▶ Task prompt
Lines from the first one down to the one containing "let mut max_string_length" in the data below are the only ones needed; please return them exactly, both ends included.

▶ Record excerpts
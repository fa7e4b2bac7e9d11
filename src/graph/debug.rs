use std::fmt::{self, Display};

use super::{Graph, SortedGraph};

const DEFAULT_MAX_PRINT_SIZE: usize = 15;
const MAX_PRINTED: usize = 10;

fn edges<K>(graph: &Graph<K>) -> impl Iterator<Item = (&K, &K)> {
    graph.vertices.iter().flat_map(move |vertex| {
        vertex
            .afters
            .iter()
            .map(move |&after| (&vertex.key, graph.key(after)))
    })
}

fn get_max_str_length<K>(graph: &Graph<K>, label: &impl Fn(&K) -> String) -> usize {
    let mut max_string_length = DEFAULT_MAX_PRINT_SIZE;
    for (parent, child) in edges(graph).take(MAX_PRINTED) {
        max_string_length = max_string_length
            .max(label(parent).len())
            .max(label(child).len());
    }
    max_string_length
}

/// Writes the summary header and the first edges of `graph` as a table,
/// followed by the first keys of `order` when one is given.
pub(crate) fn write_table<K>(
    f: &mut fmt::Formatter<'_>,
    graph: &Graph<K>,
    order: Option<&[usize]>,
    label: impl Fn(&K) -> String,
) -> fmt::Result {
    let n_vertices = graph.len();
    let n_edges = graph.n_edges;
    let n_roots = graph.root_vertices().count();
    let max_string_length = get_max_str_length(graph, &label);
    writeln!(f, "# of vertices: {n_vertices}")?;
    writeln!(f, "# of edges: {n_edges}")?;
    writeln!(f, "# of roots: {n_roots}")?;
    writeln!(f)?;
    writeln!(
        f,
        "| {:^width$} | {:^width$} |",
        "Before",
        "After",
        width = max_string_length
    )?;
    writeln!(
        f,
        "| {:-<width$} | {:-<width$} |",
        "",
        "",
        width = max_string_length
    )?;
    for (parent, child) in edges(graph).take(MAX_PRINTED) {
        writeln!(
            f,
            "| {:width$.width$} | {:width$.width$} |",
            label(parent),
            label(child),
            width = max_string_length
        )?;
    }

    if n_edges > MAX_PRINTED {
        writeln!(f, "Omitted {} edges", n_edges - MAX_PRINTED)?;
    }

    if let Some(order) = order {
        write!(f, "Order:")?;
        for &vertex in order.iter().take(MAX_PRINTED) {
            write!(f, " {}", label(graph.key(vertex)))?;
        }
        if order.len() > MAX_PRINTED {
            write!(f, " ...")?;
        }
        writeln!(f)?;
    }

    Ok(())
}

impl<K: Display> fmt::Debug for Graph<K> {
    #[inline]
    fn fmt(&self, f: &mut fmt::Formatter<'_>) -> fmt::Result {
        write_table(f, self, None, |key: &K| key.to_string())
    }
}

impl<K: Display> fmt::Debug for SortedGraph<K> {
    fn fmt(&self, f: &mut fmt::Formatter<'_>) -> fmt::Result {
        write_table(f, &self.graph, Some(self.order.as_slice()), |key: &K| key.to_string())
    }
}
/// How the validator decides that a graph has more than one root.
#[derive(Debug, Clone, Copy, PartialEq, Eq, Default)]
pub enum RootDetection {
    /// Keys connected by any chain of relations, in either direction,
    /// form one component. Each component with a key outside every cycle
    /// that has dependents and no prerequisite contributes exactly one
    /// root, however many such keys it has.
    #[default]
    Components,
    /// Walks the sorted keys and counts the edges reachable from each
    /// one. A key whose count grows compared to the previous key starts
    /// a new tree.
    ///
    /// This is order sensitive: a tree whose smaller branch is emitted
    /// before a larger sibling branch reports a second root.
    SubtreeDelta,
}

/// Knobs for a single sort.
#[derive(Debug, Clone, PartialEq, Eq)]
pub struct SortOptions {
    pub(crate) root_detection: RootDetection,
    pub(crate) min_name_len: usize,
}

impl SortOptions {
    pub const DEFAULT_MIN_NAME_LEN: usize = 2;

    pub fn new() -> Self {
        SortOptions {
            root_detection: RootDetection::default(),
            min_name_len: Self::DEFAULT_MIN_NAME_LEN,
        }
    }

    #[must_use]
    pub fn root_detection(mut self, root_detection: RootDetection) -> Self {
        self.root_detection = root_detection;
        self
    }

    /// Minimum number of characters in a name accepted by
    /// [`NamedGraph`](crate::named::NamedGraph).
    #[must_use]
    pub fn min_name_len(mut self, min_name_len: usize) -> Self {
        self.min_name_len = min_name_len;
        self
    }

    pub fn get_root_detection(&self) -> RootDetection {
        self.root_detection
    }

    pub fn get_min_name_len(&self) -> usize {
        self.min_name_len
    }
}

impl Default for SortOptions {
    fn default() -> Self {
        Self::new()
    }
}
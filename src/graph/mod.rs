use std::hash::Hash;

use fxhash::FxHashMap;

use crate::prelude::*;

mod builder;
pub(crate) mod debug;
pub(crate) mod tsort;
pub(crate) mod validate;

pub use builder::GraphBuilder;

/// A key and the keys that must come after it.
#[derive(Clone)]
#[cfg_attr(feature = "serde", derive(serde::Serialize, serde::Deserialize))]
pub(crate) struct Vertex<K> {
    pub(crate) key: K,
    pub(crate) afters: Vec<usize>,
}

/// Precedence graph. Edges point from a prerequisite to the keys that
/// depend on it.
///
/// Vertices are stored in the order their keys were first seen.
#[derive(Clone)]
#[cfg_attr(feature = "serde", derive(serde::Serialize, serde::Deserialize))]
#[cfg_attr(
    feature = "serde",
    serde(
        try_from = "RawGraph<K>",
        bound(
            serialize = "K: serde::Serialize",
            deserialize = "K: serde::Deserialize<'de> + Eq + Hash + Clone"
        )
    )
)]
pub struct Graph<K> {
    pub(crate) vertices: Vec<Vertex<K>>,
    #[cfg_attr(feature = "serde", serde(skip_serializing))]
    pub(crate) index: FxHashMap<K, usize>,
    #[cfg_attr(feature = "serde", serde(skip_serializing))]
    pub(crate) n_edges: usize,
}

#[cfg(feature = "serde")]
#[derive(serde::Deserialize)]
struct RawGraph<K> {
    vertices: Vec<Vertex<K>>,
}

#[cfg(feature = "serde")]
impl<K> TryFrom<RawGraph<K>> for Graph<K>
where
    K: Eq + Hash + Clone,
{
    type Error = String;

    fn try_from(raw: RawGraph<K>) -> Result<Self, Self::Error> {
        let n_vertices = raw.vertices.len();
        let mut index = FxHashMap::default();
        let mut edges = fxhash::FxHashSet::default();
        for (i, vertex) in raw.vertices.iter().enumerate() {
            if index.insert(vertex.key.clone(), i).is_some() {
                return Err(format!("Vertex {i} repeats an earlier key"));
            }
            if let Some(after) = vertex.afters.iter().find(|&&after| after >= n_vertices) {
                return Err(format!("Vertex {i} points to missing vertex {after}"));
            }
            if let Some(after) = vertex.afters.iter().find(|&&after| !edges.insert((i, after))) {
                return Err(format!("Vertex {i} points to vertex {after} twice"));
            }
        }
        Ok(Graph {
            vertices: raw.vertices,
            index,
            n_edges: edges.len(),
        })
    }
}

impl<K> Graph<K> {
    pub fn new() -> Self {
        Graph {
            vertices: Vec::new(),
            index: FxHashMap::default(),
            n_edges: 0,
        }
    }

    pub fn len(&self) -> usize {
        self.vertices.len()
    }

    #[must_use]
    pub fn is_empty(&self) -> bool {
        self.vertices.is_empty()
    }

    pub fn n_edges(&self) -> usize {
        self.n_edges
    }

    /// Keys in the order they were first seen.
    pub fn keys(&self) -> impl Iterator<Item = &K> {
        self.vertices.iter().map(|vertex| &vertex.key)
    }

    #[inline(always)]
    pub(crate) fn key(&self, vertex: usize) -> &K {
        &self.vertices[vertex].key
    }

    /// For every vertex, whether some other vertex must precede it.
    pub(crate) fn has_prerequisite(&self) -> Vec<bool> {
        let mut has_prerequisite = vec![false; self.vertices.len()];
        for vertex in &self.vertices {
            for &after in &vertex.afters {
                has_prerequisite[after] = true;
            }
        }
        has_prerequisite
    }

    /// Vertices with at least one dependent and no prerequisite.
    pub(crate) fn root_vertices(&self) -> impl Iterator<Item = usize> + '_ {
        let has_prerequisite = self.has_prerequisite();
        (0..self.vertices.len())
            .filter(move |&v| !has_prerequisite[v] && !self.vertices[v].afters.is_empty())
    }
}

impl<K> Graph<K>
where
    K: Eq + Hash + Clone,
{
    pub(crate) fn get_or_insert(&mut self, key: K) -> usize {
        if let Some(&vertex) = self.index.get(&key) {
            return vertex;
        }
        let vertex = self.vertices.len();
        self.index.insert(key.clone(), vertex);
        self.vertices.push(Vertex {
            key,
            afters: Vec::new(),
        });
        vertex
    }

    #[inline]
    pub(crate) fn vertex_of(&self, key: &K) -> Option<usize> {
        self.index.get(key).copied()
    }

    pub fn contains(&self, key: &K) -> bool {
        self.index.contains_key(key)
    }

    /// Keys that must come after `key`, in the order the relations were
    /// added.
    pub fn afters(&self, key: &K) -> Option<impl Iterator<Item = &K>> {
        let vertex = self.vertex_of(key)?;
        Some(
            self.vertices[vertex]
                .afters
                .iter()
                .map(|&after| self.key(after)),
        )
    }

    /// Keys that have dependents but no prerequisite, in insertion order.
    pub fn roots(&self) -> Vec<&K> {
        self.root_vertices().map(|v| self.key(v)).collect()
    }

    /// Orders the graph and validates it.
    ///
    /// Every cycle and, when more than one independent tree is found, the
    /// set of roots are reported together.
    pub fn sort(self, options: &SortOptions) -> Result<SortedGraph<K>, MultiError<K>> {
        let traversal = tsort::depth_first(&self);
        let errors = validate::validate(&self, &traversal, options.root_detection);
        errors.into_result(SortedGraph {
            graph: self,
            order: traversal.order,
        })
    }
}

impl<K> Default for Graph<K> {
    fn default() -> Self {
        Self::new()
    }
}

/// A validated graph together with its topological order.
#[derive(Clone)]
#[cfg_attr(feature = "serde", derive(serde::Serialize, serde::Deserialize))]
#[cfg_attr(
    feature = "serde",
    serde(
        try_from = "RawSortedGraph<K>",
        bound(
            serialize = "K: serde::Serialize",
            deserialize = "K: serde::Deserialize<'de> + Eq + Hash + Clone"
        )
    )
)]
pub struct SortedGraph<K> {
    pub(crate) graph: Graph<K>,
    pub(crate) order: Vec<usize>,
}

#[cfg(feature = "serde")]
#[derive(serde::Deserialize)]
#[serde(bound(deserialize = "K: serde::Deserialize<'de> + Eq + Hash + Clone"))]
struct RawSortedGraph<K> {
    graph: Graph<K>,
    order: Vec<usize>,
}

#[cfg(feature = "serde")]
impl<K> TryFrom<RawSortedGraph<K>> for SortedGraph<K> {
    type Error = String;

    fn try_from(raw: RawSortedGraph<K>) -> Result<Self, Self::Error> {
        let mut seen = vec![false; raw.graph.len()];
        for &vertex in &raw.order {
            match seen.get_mut(vertex) {
                Some(slot) if !*slot => *slot = true,
                _ => return Err(format!("Order repeats or exceeds vertex {vertex}")),
            }
        }
        if raw.order.len() != raw.graph.len() {
            return Err("Order does not cover every vertex".into());
        }
        Ok(SortedGraph {
            graph: raw.graph,
            order: raw.order,
        })
    }
}

impl<K> SortedGraph<K> {
    pub fn len(&self) -> usize {
        self.order.len()
    }

    #[must_use]
    pub fn is_empty(&self) -> bool {
        self.order.is_empty()
    }

    pub fn iter(&self) -> impl Iterator<Item = &K> + '_ {
        self.order.iter().map(|&vertex| self.graph.key(vertex))
    }

    pub fn sorted(&self) -> Vec<&K> {
        self.iter().collect()
    }

    pub fn into_sorted(self) -> Vec<K> {
        let mut keys: Vec<Option<K>> = self
            .graph
            .vertices
            .into_iter()
            .map(|vertex| Some(vertex.key))
            .collect();
        self.order
            .iter()
            .filter_map(|&vertex| keys[vertex].take())
            .collect()
    }

    pub fn graph(&self) -> &Graph<K> {
        &self.graph
    }

    pub fn into_graph(self) -> Graph<K> {
        self.graph
    }
}

impl<K> SortedGraph<K>
where
    K: Eq + Hash + Clone,
{
    /// Index of `key` in the sorted order.
    pub fn position(&self, key: &K) -> Option<usize> {
        let vertex = self.graph.vertex_of(key)?;
        self.order.iter().position(|&v| v == vertex)
    }
}
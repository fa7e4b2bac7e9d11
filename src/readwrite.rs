#[cfg(feature = "binary")]
use flate2::{read::ZlibDecoder, write::ZlibEncoder, Compression};

macro_rules! impl_read_write {
    ($struct:ty) => {
        #[cfg(feature = "json")]
        impl $struct {
            pub fn to_json<W>(&self, writer: W) -> Result<(), serde_json::Error>
            where
                W: std::io::Write,
            {
                serde_json::to_writer(writer, self)
            }

            pub fn from_json<R>(reader: R) -> Result<Self, serde_json::Error>
            where
                R: std::io::Read,
            {
                serde_json::from_reader(reader)
            }
        }

        #[cfg(feature = "binary")]
        impl $struct {
            /// Writes zlib-compressed CBOR.
            pub fn to_binary<W>(&self, writer: W) -> Result<(), serde_cbor::Error>
            where
                W: std::io::Write,
            {
                let writer = ZlibEncoder::new(writer, Compression::default());
                serde_cbor::to_writer(writer, self)
            }

            pub fn from_binary<R>(reader: R) -> Result<Self, serde_cbor::Error>
            where
                R: std::io::Read,
            {
                let reader = ZlibDecoder::new(reader);

                serde_cbor::from_reader(reader)
            }
        }
    };
}

impl_read_write!(crate::prelude::NamedGraph);
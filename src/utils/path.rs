use fxhash::FxHashSet;

/// Vertices on the current depth-first path, root first.
///
/// Keeps the ordered path and a set of its members in step so ancestor
/// checks are O(1).
#[derive(Default)]
pub(crate) struct AncestorPath {
    path: Vec<usize>,
    members: FxHashSet<usize>,
}

impl AncestorPath {
    pub(crate) fn new() -> Self {
        AncestorPath::default()
    }

    #[inline]
    pub(crate) fn push(&mut self, vertex: usize) {
        self.path.push(vertex);
        self.members.insert(vertex);
    }

    #[inline]
    pub(crate) fn pop(&mut self) -> Option<usize> {
        let vertex = self.path.pop()?;
        self.members.remove(&vertex);
        Some(vertex)
    }

    #[inline]
    pub(crate) fn contains(&self, vertex: usize) -> bool {
        self.members.contains(&vertex)
    }

    /// The part of the path starting at `vertex`, if it is on the path.
    pub(crate) fn suffix_from(&self, vertex: usize) -> Option<&[usize]> {
        if !self.contains(vertex) {
            return None;
        }
        let start = self.path.iter().rposition(|&v| v == vertex)?;
        Some(&self.path[start..])
    }
}

#[cfg(test)]
mod tests {
    use super::*;

    #[test]
    fn test_tracks_membership_with_order() {
        let mut path = AncestorPath::new();
        path.push(3);
        path.push(1);
        path.push(4);
        assert!(path.contains(1));
        assert_eq!(path.suffix_from(1), Some(&[1, 4][..]));
        assert_eq!(path.suffix_from(9), None);

        assert_eq!(path.pop(), Some(4));
        assert!(!path.contains(4));
        assert_eq!(path.suffix_from(3), Some(&[3, 1][..]));
    }
}
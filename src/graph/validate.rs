use super::{tsort::Traversal, Graph};
use crate::prelude::*;

/// Turns the findings of a traversal into errors: one per cycle, then
/// one listing the roots if there is more than one.
pub(crate) fn validate<K: Clone>(
    graph: &Graph<K>,
    traversal: &Traversal,
    root_detection: RootDetection,
) -> MultiError<K> {
    let mut errors: MultiError<K> = traversal
        .cycles
        .iter()
        .map(|cycle| SortError::Cyclic(CyclePath(resolve(graph, cycle))))
        .collect();

    let roots = match root_detection {
        RootDetection::Components => component_roots(graph, traversal),
        RootDetection::SubtreeDelta => subtree_delta_roots(graph, traversal),
    };

    if roots.len() > 1 {
        errors.push(SortError::MultipleRoots(Roots(resolve(graph, &roots))));
    }

    tracing::debug!(
        cycles = traversal.cycles.len(),
        roots = roots.len(),
        errors = errors.len(),
        "validated precedence graph"
    );

    errors
}

fn resolve<K: Clone>(graph: &Graph<K>, vertices: &[usize]) -> Vec<K> {
    vertices.iter().map(|&v| graph.key(v).clone()).collect()
}

/// Labels every vertex with the component it belongs to when edge
/// direction is ignored.
fn components<K>(graph: &Graph<K>) -> Vec<usize> {
    let n_vertices = graph.len();
    let mut befores = vec![Vec::new(); n_vertices];
    for (vertex, node) in graph.vertices.iter().enumerate() {
        for &after in &node.afters {
            befores[after].push(vertex);
        }
    }

    let mut component = vec![usize::MAX; n_vertices];
    let mut stack = Vec::new();
    for start in 0..n_vertices {
        if component[start] != usize::MAX {
            continue;
        }
        component[start] = start;
        stack.push(start);
        while let Some(vertex) = stack.pop() {
            for &next in graph.vertices[vertex].afters.iter().chain(&befores[vertex]) {
                if component[next] == usize::MAX {
                    component[next] = start;
                    stack.push(next);
                }
            }
        }
    }
    component
}

/// One root per connected component, in sorted order: the first vertex
/// of the component that has dependents and no prerequisite and is not
/// on a cycle. Components made only of cycles have none.
fn component_roots<K>(graph: &Graph<K>, traversal: &Traversal) -> Vec<usize> {
    let component = components(graph);
    let has_prerequisite = graph.has_prerequisite();
    let mut rooted = vec![false; graph.len()];
    traversal
        .order
        .iter()
        .copied()
        .filter(|&v| {
            if traversal.is_recursive(v)
                || has_prerequisite[v]
                || graph.vertices[v].afters.is_empty()
            {
                return false;
            }
            !std::mem::replace(&mut rooted[component[v]], true)
        })
        .collect()
}

/// A key starts a new tree when more edges are reachable from it than
/// from the previous key in sorted order. Flagged keys are skipped.
fn subtree_delta_roots<K>(graph: &Graph<K>, traversal: &Traversal) -> Vec<usize> {
    let counts = reachable_edge_counts(graph, traversal);
    let mut roots = Vec::new();
    let mut previous = 0;
    for &vertex in &traversal.order {
        if traversal.is_recursive(vertex) {
            continue;
        }
        let length = counts[vertex];
        if length > previous {
            roots.push(vertex);
        }
        previous = length;
    }
    roots
}

/// For every vertex, the number of edge traversals below it, one per
/// path. Edges into a flagged vertex are counted but not followed.
///
/// Filled in reverse sorted order, so the count of every unflagged
/// dependent is known before its prerequisite needs it. Counts saturate
/// instead of overflowing.
fn reachable_edge_counts<K>(graph: &Graph<K>, traversal: &Traversal) -> Vec<usize> {
    let mut counts = vec![0usize; graph.len()];
    for &vertex in traversal.order.iter().rev() {
        counts[vertex] = graph.vertices[vertex]
            .afters
            .iter()
            .map(|&after| {
                let below = if traversal.is_recursive(after) {
                    0
                } else {
                    counts[after]
                };
                below.saturating_add(1)
            })
            .fold(0, usize::saturating_add);
    }
    counts
}

#[cfg(test)]
mod tests {
    use super::*;
    use crate::graph::{tsort::depth_first, GraphBuilder};

    fn graph_of(relations: &[(&'static str, &'static str)]) -> Graph<&'static str> {
        relations
            .iter()
            .copied()
            .collect::<GraphBuilder<_>>()
            .build()
    }

    fn run(graph: &Graph<&'static str>, root_detection: RootDetection) -> MultiError<&'static str> {
        validate(graph, &depth_first(graph), root_detection)
    }

    #[test]
    fn test_single_tree_is_valid() {
        let graph = graph_of(&[("Barbara", "Nick"), ("Nick", "Sophie"), ("Sophie", "Jonas")]);
        assert!(run(&graph, RootDetection::Components).is_empty());
        assert!(run(&graph, RootDetection::SubtreeDelta).is_empty());
    }

    #[test]
    fn test_two_chains_have_two_roots() {
        let graph = graph_of(&[
            ("Barbara", "Nick"),
            ("Nick", "Sophie"),
            ("Sophie", "Jonas"),
            ("Ruby", "Daniel"),
        ]);

        for detection in [RootDetection::Components, RootDetection::SubtreeDelta] {
            let errors = run(&graph, detection);
            assert_eq!(errors.len(), 1);
            assert_eq!(
                errors.first(),
                Some(&SortError::MultipleRoots(Roots(vec!["Jonas", "Daniel"])))
            );
        }
    }

    #[test]
    fn test_cycles_come_before_roots() {
        let graph = graph_of(&[
            ("Barbara", "Nick"),
            ("Nick", "Barbara"),
            ("Sophie", "Jonas"),
            ("Ruby", "Daniel"),
        ]);

        let errors = run(&graph, RootDetection::Components).into_vec();

        assert_eq!(errors.len(), 2);
        assert!(errors[0].is(ErrorKind::Cyclic));
        assert!(errors[1].is(ErrorKind::MultipleRoots));
    }

    #[test]
    fn test_pure_cycle_has_no_roots() {
        let graph = graph_of(&[("Barbara", "Nick"), ("Nick", "Barbara")]);

        let errors = run(&graph, RootDetection::SubtreeDelta);

        assert_eq!(errors.len(), 1);
        assert_eq!(errors.count(ErrorKind::MultipleRoots), 0);
    }

    #[test]
    fn test_subtree_delta_counts_through_tail_into_cycle() {
        // tail -> a <-> b
        let graph = graph_of(&[("b", "a"), ("a", "b"), ("a", "tail")]);
        let traversal = depth_first(&graph);

        let tail = graph.vertex_of(&"tail").unwrap();

        assert_eq!(reachable_edge_counts(&graph, &traversal)[tail], 1);
    }

    #[test]
    fn test_subtree_delta_misreads_smaller_branch_first() {
        // r has dependents a and b, a has dependent c.
        let graph = graph_of(&[("a", "r"), ("b", "r"), ("c", "a")]);
        let v = |k| graph.vertex_of(&k).unwrap();
        let traversal = Traversal {
            order: vec![v("r"), v("b"), v("a"), v("c")],
            recursive: vec![false; 4],
            cycles: Vec::new(),
        };

        assert_eq!(component_roots(&graph, &traversal), [v("r")]);
        assert_eq!(subtree_delta_roots(&graph, &traversal), [v("r"), v("a")]);
    }

    #[test]
    fn test_shared_dependent_joins_two_sources() {
        // a and b are both prerequisites of c.
        let graph = graph_of(&[("c", "a"), ("c", "b")]);
        assert!(run(&graph, RootDetection::Components).is_empty());

        let graph = graph_of(&[
            ("b", "r"),
            ("a", "r"),
            ("c", "a"),
            ("c", "b"),
            ("d", "x"),
            ("d", "c"),
        ]);
        assert!(run(&graph, RootDetection::Components).is_empty());
    }

    #[test]
    fn test_two_diamonds_have_two_roots() {
        let graph = graph_of(&[
            ("b", "a"),
            ("c", "a"),
            ("d", "b"),
            ("d", "c"),
            ("y", "x"),
            ("z", "x"),
            ("w", "y"),
            ("w", "z"),
        ]);

        let errors = run(&graph, RootDetection::Components);

        assert_eq!(
            errors.first(),
            Some(&SortError::MultipleRoots(Roots(vec!["a", "x"])))
        );
    }

    /// `levels` stacked diamonds: 3i fans out to 3i+1 and 3i+2, which
    /// both lead to 3(i+1).
    fn diamond_ladder(levels: u32) -> Graph<u32> {
        let mut builder = GraphBuilder::new();
        for i in 0..levels {
            let (top, left, right, bottom) = (3 * i, 3 * i + 1, 3 * i + 2, 3 * (i + 1));
            builder
                .add_relation(left, top)
                .add_relation(right, top)
                .add_relation(bottom, left)
                .add_relation(bottom, right);
        }
        builder.build()
    }

    #[test]
    fn test_reachable_edges_count_every_path() {
        let graph = diamond_ladder(3);
        let traversal = depth_first(&graph);

        let counts = reachable_edge_counts(&graph, &traversal);

        assert_eq!(counts[graph.vertex_of(&0).unwrap()], 28);
        assert_eq!(counts[graph.vertex_of(&3).unwrap()], 12);
        assert_eq!(counts[graph.vertex_of(&9).unwrap()], 0);
    }

    #[test]
    fn test_subtree_delta_handles_long_diamond_ladder() {
        let graph = diamond_ladder(200);
        let traversal = depth_first(&graph);

        let counts = reachable_edge_counts(&graph, &traversal);
        let errors = validate(&graph, &traversal, RootDetection::SubtreeDelta);

        assert_eq!(counts[graph.vertex_of(&0).unwrap()], usize::MAX);
        assert_eq!(errors.count(ErrorKind::Cyclic), 0);
        assert!(validate(&graph, &traversal, RootDetection::Components).is_empty());
    }

    #[test]
    fn test_multiple_cycles_are_each_reported() {
        let graph = graph_of(&[
            ("Barbara", "Nick"),
            ("Nick", "Sophie"),
            ("Sophie", "Jonas"),
            ("Jonas", "Barbara"),
            ("Daniel", "Ruby"),
            ("Jason", "Daniel"),
            ("Ruby", "Jason"),
        ]);

        let errors = run(&graph, RootDetection::Components);

        assert_eq!(errors.count(ErrorKind::Cyclic), 2);
        assert_eq!(
            errors.into_vec(),
            [
                SortError::Cyclic(CyclePath(vec!["Jason", "Ruby", "Daniel"])),
                SortError::Cyclic(CyclePath(vec!["Jonas", "Sophie", "Nick", "Barbara"])),
            ]
        );
    }

    #[test]
    fn test_isolated_keys_are_not_roots() {
        let mut builder = GraphBuilder::new();
        builder.add_key("x").add_key("y");
        let graph = builder.build();

        assert!(run(&graph, RootDetection::Components).is_empty());
        assert!(run(&graph, RootDetection::SubtreeDelta).is_empty());
    }
}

▶ Answer space
repository fa7e4b2bac7e9d11
filename src/graph/debug.rs
use std::fmt::{self, Display};

use super::{Graph, SortedGraph};

const DEFAULT_MAX_PRINT_SIZE: usize = 15;
const MAX_PRINTED: usize = 10;

fn edges<K>(graph: &Graph<K>) -> impl Iterator<Item = (&K, &K)> {
    graph.vertices.iter().flat_map(move |vertex| {
        vertex
            .afters
            .iter()
            .map(move |&after| (&vertex.key, graph.key(after)))
    })
}

fn get_max_str_length<K>(graph: &Graph<K>, label: &impl Fn(&K) -> String) -> usize {
    let mut max_string_length = DEFAULT_MAX_PRINT_SIZE;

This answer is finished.